* TASK *
This exercise asks for every record to be output again exactly.
◆ ◆ ◆ ◆
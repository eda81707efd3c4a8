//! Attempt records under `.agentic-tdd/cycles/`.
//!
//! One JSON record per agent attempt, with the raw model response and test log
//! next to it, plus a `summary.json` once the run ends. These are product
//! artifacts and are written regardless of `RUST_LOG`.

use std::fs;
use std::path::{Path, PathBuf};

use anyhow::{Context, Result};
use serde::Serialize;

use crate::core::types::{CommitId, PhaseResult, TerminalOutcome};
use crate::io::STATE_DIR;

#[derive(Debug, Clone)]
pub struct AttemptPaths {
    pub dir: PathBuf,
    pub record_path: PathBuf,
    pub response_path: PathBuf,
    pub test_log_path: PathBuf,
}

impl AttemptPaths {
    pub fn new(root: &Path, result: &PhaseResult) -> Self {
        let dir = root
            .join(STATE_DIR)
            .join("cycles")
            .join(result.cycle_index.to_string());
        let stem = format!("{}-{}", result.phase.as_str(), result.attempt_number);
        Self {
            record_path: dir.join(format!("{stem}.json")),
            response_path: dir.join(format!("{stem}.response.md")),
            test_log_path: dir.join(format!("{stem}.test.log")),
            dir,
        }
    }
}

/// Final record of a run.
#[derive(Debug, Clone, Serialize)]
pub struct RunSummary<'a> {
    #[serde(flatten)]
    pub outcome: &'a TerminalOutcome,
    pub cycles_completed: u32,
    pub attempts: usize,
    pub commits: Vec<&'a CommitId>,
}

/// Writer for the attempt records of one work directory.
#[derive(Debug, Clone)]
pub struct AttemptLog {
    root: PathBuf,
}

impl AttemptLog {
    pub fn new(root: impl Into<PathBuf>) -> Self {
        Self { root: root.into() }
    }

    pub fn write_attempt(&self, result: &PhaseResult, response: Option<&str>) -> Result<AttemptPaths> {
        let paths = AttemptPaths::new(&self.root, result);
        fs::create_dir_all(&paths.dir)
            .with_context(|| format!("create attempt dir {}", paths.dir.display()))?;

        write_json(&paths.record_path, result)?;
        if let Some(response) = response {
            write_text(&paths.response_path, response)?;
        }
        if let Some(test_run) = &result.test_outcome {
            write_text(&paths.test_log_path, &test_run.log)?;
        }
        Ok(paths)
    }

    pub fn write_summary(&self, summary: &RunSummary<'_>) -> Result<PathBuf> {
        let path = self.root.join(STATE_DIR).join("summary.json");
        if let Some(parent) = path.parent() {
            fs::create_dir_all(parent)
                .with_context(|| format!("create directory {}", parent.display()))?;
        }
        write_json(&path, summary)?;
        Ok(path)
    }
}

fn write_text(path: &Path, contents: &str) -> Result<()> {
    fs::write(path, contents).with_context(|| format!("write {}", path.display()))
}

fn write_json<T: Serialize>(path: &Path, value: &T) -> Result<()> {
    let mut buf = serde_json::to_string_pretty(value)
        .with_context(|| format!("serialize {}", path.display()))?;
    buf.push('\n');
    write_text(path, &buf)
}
◆ ◆ ◆ ◆
* YOUR SOLUTION *
repository eda81707efd3c4a8
//! Attempt records under `.agentic-tdd/cycles/`.
//!
//! One JSON record per agent attempt, with the raw model response and test log
//! next to it, plus a `summary.json` once the run ends. These are product
//! artifacts and are written regardless of `RUST_LOG`.

use std::fs;
use std::path::{Path, PathBuf};

use anyhow::{Context, Result};
use serde::Serialize;

use crate::core::types::{CommitId, PhaseResult, TerminalOutcome};
use crate::io::STATE_DIR;

#[derive(Debug, Clone)]
pub struct AttemptPaths {
    pub dir: PathBuf,
    pub record_path: PathBuf,
    pub response_path: PathBuf,
    pub test_log_path: PathBuf,
}

impl AttemptPaths {
    pub fn new(root: &Path, result: &PhaseResult) -> Self {
        let dir = root
            .join(STATE_DIR)
            .join("cycles")
            .join(result.cycle_index.to_string());
        let stem = format!("{}-{}", result.phase.as_str(), result.attempt_number);
        Self {
            record_path: dir.join(format!("{stem}.json")),
            response_path: dir.join(format!("{stem}.response.md")),
            test_log_path: dir.join(format!("{stem}.test.log")),
            dir,
        }
    }
}

/// Final record of a run.
#[derive(Debug, Clone, Serialize)]
pub struct RunSummary<'a> {
    #[serde(flatten)]
    pub outcome: &'a TerminalOutcome,
    pub cycles_completed: u32,
    pub attempts: usize,
    pub commits: Vec<&'a CommitId>,
}

/// Writer for the attempt records of one work directory.
#[derive(Debug, Clone)]
pub struct AttemptLog {
    root: PathBuf,
}

impl AttemptLog {
    pub fn new(root: impl Into<PathBuf>) -> Self {
        Self { root: root.into() }
    }

    pub fn write_attempt(&self, result: &PhaseResult, response: Option<&str>) -> Result<AttemptPaths> {
        let paths = AttemptPaths::new(&self.root, result);
        fs::create_dir_all(&paths.dir)
            .with_context(|| format!("create attempt dir {}", paths.dir.display()))?;

        write_json(&paths.record_path, result)?;
        if let Some(response) = response {
            write_text(&paths.response_path, response)?;
        }
        if let Some(test_run) = &result.test_outcome {
            write_text(&paths.test_log_path, &test_run.log)?;
        }
        Ok(paths)
    }

    pub fn write_summary(&self, summary: &RunSummary<'_>) -> Result<PathBuf> {
        let path = self.root.join(STATE_DIR).join("summary.json");
        if let Some(parent) = path.parent() {
            fs::create_dir_all(parent)
                .with_context(|| format!("create directory {}", parent.display()))?;
        }
        write_json(&path, summary)?;
        Ok(path)
    }
}

fn write_text(path: &Path, contents: &str) -> Result<()> {
    fs::write(path, contents).with_context(|| format!("write {}", path.display()))
}

fn write_json<T: Serialize>(path: &Path, value: &T) -> Result<()> {
    let mut buf = serde_json::to_string_pretty(value)
        .with_context(|| format!("serialize {}", path.display()))?;
    buf.push('\n');
    write_text(path, &buf)
}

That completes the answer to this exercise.